--- ENTRIES SHOWN Enclosed Below ---

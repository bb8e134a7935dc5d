//! `PageDirectory`: the sorted map from [`PageKey`] to [`CachePointer`],
//! the exclusive-pages set, and the dirty-pages tracking table (spec.md
//! §3, §4.4).
//!
//! The main map is kept as a single `RwLock<BTreeMap<..>>` rather than a
//! hash-sharded map, because spec.md needs ordered per-file sub-range
//! iteration and tail-iteration from an arbitrary key for adjacency
//! coalescing — properties a hash-sharded map can't give. The dirty-pages
//! table, by contrast, only needs point insert/remove plus an occasional
//! full drain, so it follows spec.md §9's "global-ish state"
//! double-buffering idiom directly: a `DashMap` mutated under the *read*
//! side of a coordinating lock (the common path, many concurrent
//! dirtiers), drained to flusher-local state under the *write* side (rare,
//! one drainer).
//!
//! `local_dirty_pages`/`local_dirty_pages_by_lsn` are spec'd as directory
//! state but described as "flusher-private" and lock-free — they live on
//! [`crate::flusher::Flusher`] instead, since it is the directory's only
//! consumer of that reflection and the sole thread that ever touches it;
//! keeping them there avoids giving `PageDirectory` fields no other code
//! may safely read.

use crate::page_key::{FileId, PageKey};
use crate::pointer::CachePointer;
use crate::wal::Lsn;
use dashmap::DashMap;
use parking_lot::RwLock;
use std::collections::{BTreeMap, BTreeSet};
use std::sync::atomic::{AtomicUsize, Ordering};
use std::sync::Arc;

pub struct PageDirectory {
    write_cache_pages: RwLock<BTreeMap<PageKey, Arc<CachePointer>>>,
    exclusive_write_pages: RwLock<BTreeSet<PageKey>>,

    dirty_pages: DashMap<PageKey, Lsn>,
    /// Coordinates the common (read) path of inserting into `dirty_pages`
    /// against the rare (write) path of draining it wholesale.
    dirty_pages_lock: RwLock<()>,

    /// Pages allocated during `load`'s allocation path that haven't been
    /// flushed once yet (spec.md §4.4.1, §4.5.2).
    not_flushed_count: AtomicUsize,
}

impl PageDirectory {
    pub fn new() -> Self {
        Self {
            write_cache_pages: RwLock::new(BTreeMap::new()),
            exclusive_write_pages: RwLock::new(BTreeSet::new()),
            dirty_pages: DashMap::new(),
            dirty_pages_lock: RwLock::new(()),
            not_flushed_count: AtomicUsize::new(0),
        }
    }

    pub fn incr_not_flushed(&self) {
        self.not_flushed_count.fetch_add(1, Ordering::AcqRel);
    }

    pub fn decr_not_flushed(&self) {
        self.not_flushed_count.fetch_sub(1, Ordering::AcqRel);
    }

    pub fn not_flushed_count(&self) -> usize {
        self.not_flushed_count.load(Ordering::Acquire)
    }

    // -- write_cache_pages ------------------------------------------------

    pub fn get(&self, key: PageKey) -> Option<Arc<CachePointer>> {
        self.write_cache_pages.read().get(&key).cloned()
    }

    /// Insert `ptr` under `key` if absent. Returns the pointer actually in
    /// the directory afterwards (the new one on success, the existing one
    /// on a race) along with whether the insert happened.
    pub fn insert_if_absent(&self, key: PageKey, ptr: Arc<CachePointer>) -> (Arc<CachePointer>, bool) {
        let mut map = self.write_cache_pages.write();
        if let Some(existing) = map.get(&key) {
            return (existing.clone(), false);
        }
        map.insert(key, ptr.clone());
        (ptr, true)
    }

    pub fn remove(&self, key: PageKey) -> Option<Arc<CachePointer>> {
        self.write_cache_pages.write().remove(&key)
    }

    pub fn contains(&self, key: PageKey) -> bool {
        self.write_cache_pages.read().contains_key(&key)
    }

    pub fn write_cache_size(&self) -> usize {
        self.write_cache_pages.read().len()
    }

    pub fn is_empty(&self) -> bool {
        self.write_cache_pages.read().is_empty()
    }

    /// Ordered snapshot of every page belonging to `file_id`.
    pub fn file_range(&self, file_id: FileId) -> Vec<(PageKey, Arc<CachePointer>)> {
        let map = self.write_cache_pages.read();
        map.range(PageKey::floor(file_id)..=PageKey::ceiling(file_id))
            .map(|(k, v)| (*k, v.clone()))
            .collect()
    }

    /// Ordered snapshot of every page at or after `key` (tail iteration,
    /// used to resume scanning near the oldest-LSN page).
    pub fn tail_from(&self, key: PageKey) -> Vec<(PageKey, Arc<CachePointer>)> {
        let map = self.write_cache_pages.read();
        map.range(key..).map(|(k, v)| (*k, v.clone())).collect()
    }

    /// Ordered snapshot of the whole directory.
    pub fn snapshot(&self) -> Vec<(PageKey, Arc<CachePointer>)> {
        self.write_cache_pages
            .read()
            .iter()
            .map(|(k, v)| (*k, v.clone()))
            .collect()
    }

    // -- exclusive_write_pages ---------------------------------------------

    pub fn add_exclusive(&self, key: PageKey) {
        self.exclusive_write_pages.write().insert(key);
    }

    pub fn remove_exclusive(&self, key: PageKey) {
        self.exclusive_write_pages.write().remove(&key);
    }

    pub fn exclusive_count(&self) -> usize {
        self.exclusive_write_pages.read().len()
    }

    /// Ordered snapshot of the exclusive set, for the flusher's
    /// ring-iteration over exclusive pages.
    pub fn exclusive_snapshot(&self) -> Vec<PageKey> {
        self.exclusive_write_pages.read().iter().copied().collect()
    }

    // -- dirty_pages ---------------------------------------------------

    /// Insert `(key, lsn)` if `key` is absent, under the coordinating
    /// lock's read side — the common, highly concurrent path.
    pub fn mark_dirty_if_absent(&self, key: PageKey, lsn: Lsn) {
        let _guard = self.dirty_pages_lock.read();
        self.dirty_pages.entry(key).or_insert(lsn);
    }

    pub fn dirty_lsn(&self, key: PageKey) -> Option<Lsn> {
        self.dirty_pages.get(&key).map(|e| *e)
    }

    pub fn remove_dirty(&self, key: PageKey) {
        let _guard = self.dirty_pages_lock.read();
        self.dirty_pages.remove(&key);
    }

    pub fn dirty_count(&self) -> usize {
        self.dirty_pages.len()
    }

    /// Drain every `(key, lsn)` pair under the coordinating lock's write
    /// side — the rare path, exclusive to the flusher.
    pub fn drain_dirty(&self) -> Vec<(PageKey, Lsn)> {
        let _guard = self.dirty_pages_lock.write();
        let drained: Vec<(PageKey, Lsn)> = self
            .dirty_pages
            .iter()
            .map(|e| (*e.key(), *e.value()))
            .collect();
        self.dirty_pages.clear();
        drained
    }
}

impl Default for PageDirectory {
    fn default() -> Self {
        Self::new()
    }
}

#[cfg(test)]
mod tests {
    use super::*;
    use crate::buffer_pool::{BufferPool, HeapBufferPool};

    fn ptr(file_id: FileId, index: i64) -> Arc<CachePointer> {
        let pool = HeapBufferPool::new(4096);
        CachePointer::new(file_id, index, pool.acquire(true))
    }

    #[test]
    fn insert_if_absent_is_idempotent() {
        let dir = PageDirectory::new();
        let key = PageKey::new(1, 0);
        let a = ptr(1, 0);
        let (got_a, inserted_a) = dir.insert_if_absent(key, a.clone());
        assert!(inserted_a);
        assert!(Arc::ptr_eq(&got_a, &a));

        let b = ptr(1, 0);
        let (got_b, inserted_b) = dir.insert_if_absent(key, b);
        assert!(!inserted_b);
        assert!(Arc::ptr_eq(&got_b, &a));
    }

    #[test]
    fn file_range_is_ordered_and_scoped() {
        let dir = PageDirectory::new();
        for i in [2, 0, 1] {
            dir.insert_if_absent(PageKey::new(1, i), ptr(1, i));
        }
        dir.insert_if_absent(PageKey::new(2, 0), ptr(2, 0));

        let range = dir.file_range(1);
        let indices: Vec<i64> = range.iter().map(|(k, _)| k.page_index).collect();
        assert_eq!(indices, vec![0, 1, 2]);
    }

    #[test]
    fn tail_from_skips_earlier_keys() {
        let dir = PageDirectory::new();
        for i in 0..5 {
            dir.insert_if_absent(PageKey::new(1, i), ptr(1, i));
        }
        let tail = dir.tail_from(PageKey::new(1, 2));
        let indices: Vec<i64> = tail.iter().map(|(k, _)| k.page_index).collect();
        assert_eq!(indices, vec![2, 3, 4]);
    }

    #[test]
    fn dirty_pages_first_writer_wins() {
        let dir = PageDirectory::new();
        let key = PageKey::new(1, 0);
        dir.mark_dirty_if_absent(key, Lsn::new(0, 5));
        dir.mark_dirty_if_absent(key, Lsn::new(0, 9));
        assert_eq!(dir.dirty_lsn(key), Some(Lsn::new(0, 5)));
    }

    #[test]
    fn drain_dirty_empties_the_table() {
        let dir = PageDirectory::new();
        dir.mark_dirty_if_absent(PageKey::new(1, 0), Lsn::new(0, 1));
        dir.mark_dirty_if_absent(PageKey::new(1, 1), Lsn::new(0, 2));
        let drained = dir.drain_dirty();
        assert_eq!(drained.len(), 2);
        assert_eq!(dir.dirty_count(), 0);
    }
}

--- End of Enclosed ENTRIES SHOWN ---

▶ ACTIVITY:
Report how many lines of the records hold the word "needs", and supply no other text.

▶ OUTPUT OF THE EXERCISE:
2